Exercise details
Please restate the following records word for word.

____

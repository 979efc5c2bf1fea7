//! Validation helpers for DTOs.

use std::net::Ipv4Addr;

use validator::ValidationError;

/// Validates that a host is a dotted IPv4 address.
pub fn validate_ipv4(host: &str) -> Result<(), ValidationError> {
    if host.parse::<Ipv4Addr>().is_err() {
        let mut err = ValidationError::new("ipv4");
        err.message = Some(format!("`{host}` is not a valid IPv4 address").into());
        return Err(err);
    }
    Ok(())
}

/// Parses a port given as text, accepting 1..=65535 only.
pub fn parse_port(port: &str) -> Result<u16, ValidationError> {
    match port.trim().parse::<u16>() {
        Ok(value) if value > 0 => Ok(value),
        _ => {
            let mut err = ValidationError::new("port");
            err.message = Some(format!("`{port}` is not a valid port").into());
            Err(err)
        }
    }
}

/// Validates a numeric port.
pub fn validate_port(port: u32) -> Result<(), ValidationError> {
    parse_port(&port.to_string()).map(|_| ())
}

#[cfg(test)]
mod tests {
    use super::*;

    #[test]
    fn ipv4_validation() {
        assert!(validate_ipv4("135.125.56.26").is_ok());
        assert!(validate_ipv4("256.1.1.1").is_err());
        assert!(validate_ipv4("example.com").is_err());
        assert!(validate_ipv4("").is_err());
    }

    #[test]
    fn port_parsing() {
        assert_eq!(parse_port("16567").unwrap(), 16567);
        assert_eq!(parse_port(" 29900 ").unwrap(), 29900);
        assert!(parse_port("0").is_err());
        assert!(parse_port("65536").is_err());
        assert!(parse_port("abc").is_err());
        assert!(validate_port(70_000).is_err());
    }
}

____

Solution to the exercise
repository 979efc5c2bf1fea7
//! Validation helpers for DTOs.

use std::net::Ipv4Addr;

use validator::ValidationError;

/// Validates that a host is a dotted IPv4 address.
pub fn validate_ipv4(host: &str) -> Result<(), ValidationError> {
    if host.parse::<Ipv4Addr>().is_err() {
        let mut err = ValidationError::new("ipv4");
        err.message = Some(format!("`{host}` is not a valid IPv4 address").into());
        return Err(err);
    }
    Ok(())
}

/// Parses a port given as text, accepting 1..=65535 only.
pub fn parse_port(port: &str) -> Result<u16, ValidationError> {
    match port.trim().parse::<u16>() {
        Ok(value) if value > 0 => Ok(value),
        _ => {
            let mut err = ValidationError::new("port");
            err.message = Some(format!("`{port}` is not a valid port").into());
            Err(err)
        }
    }
}

/// Validates a numeric port.
pub fn validate_port(port: u32) -> Result<(), ValidationError> {
    parse_port(&port.to_string()).map(|_| ())
}

#[cfg(test)]
mod tests {
    use super::*;

    #[test]
    fn ipv4_validation() {
        assert!(validate_ipv4("135.125.56.26").is_ok());
        assert!(validate_ipv4("256.1.1.1").is_err());
        assert!(validate_ipv4("example.com").is_err());
        assert!(validate_ipv4("").is_err());
    }

    #[test]
    fn port_parsing() {
        assert_eq!(parse_port("16567").unwrap(), 16567);
        assert_eq!(parse_port(" 29900 ").unwrap(), 29900);
        assert!(parse_port("0").is_err());
        assert!(parse_port("65536").is_err());
        assert!(parse_port("abc").is_err());
        assert!(validate_port(70_000).is_err());
    }
}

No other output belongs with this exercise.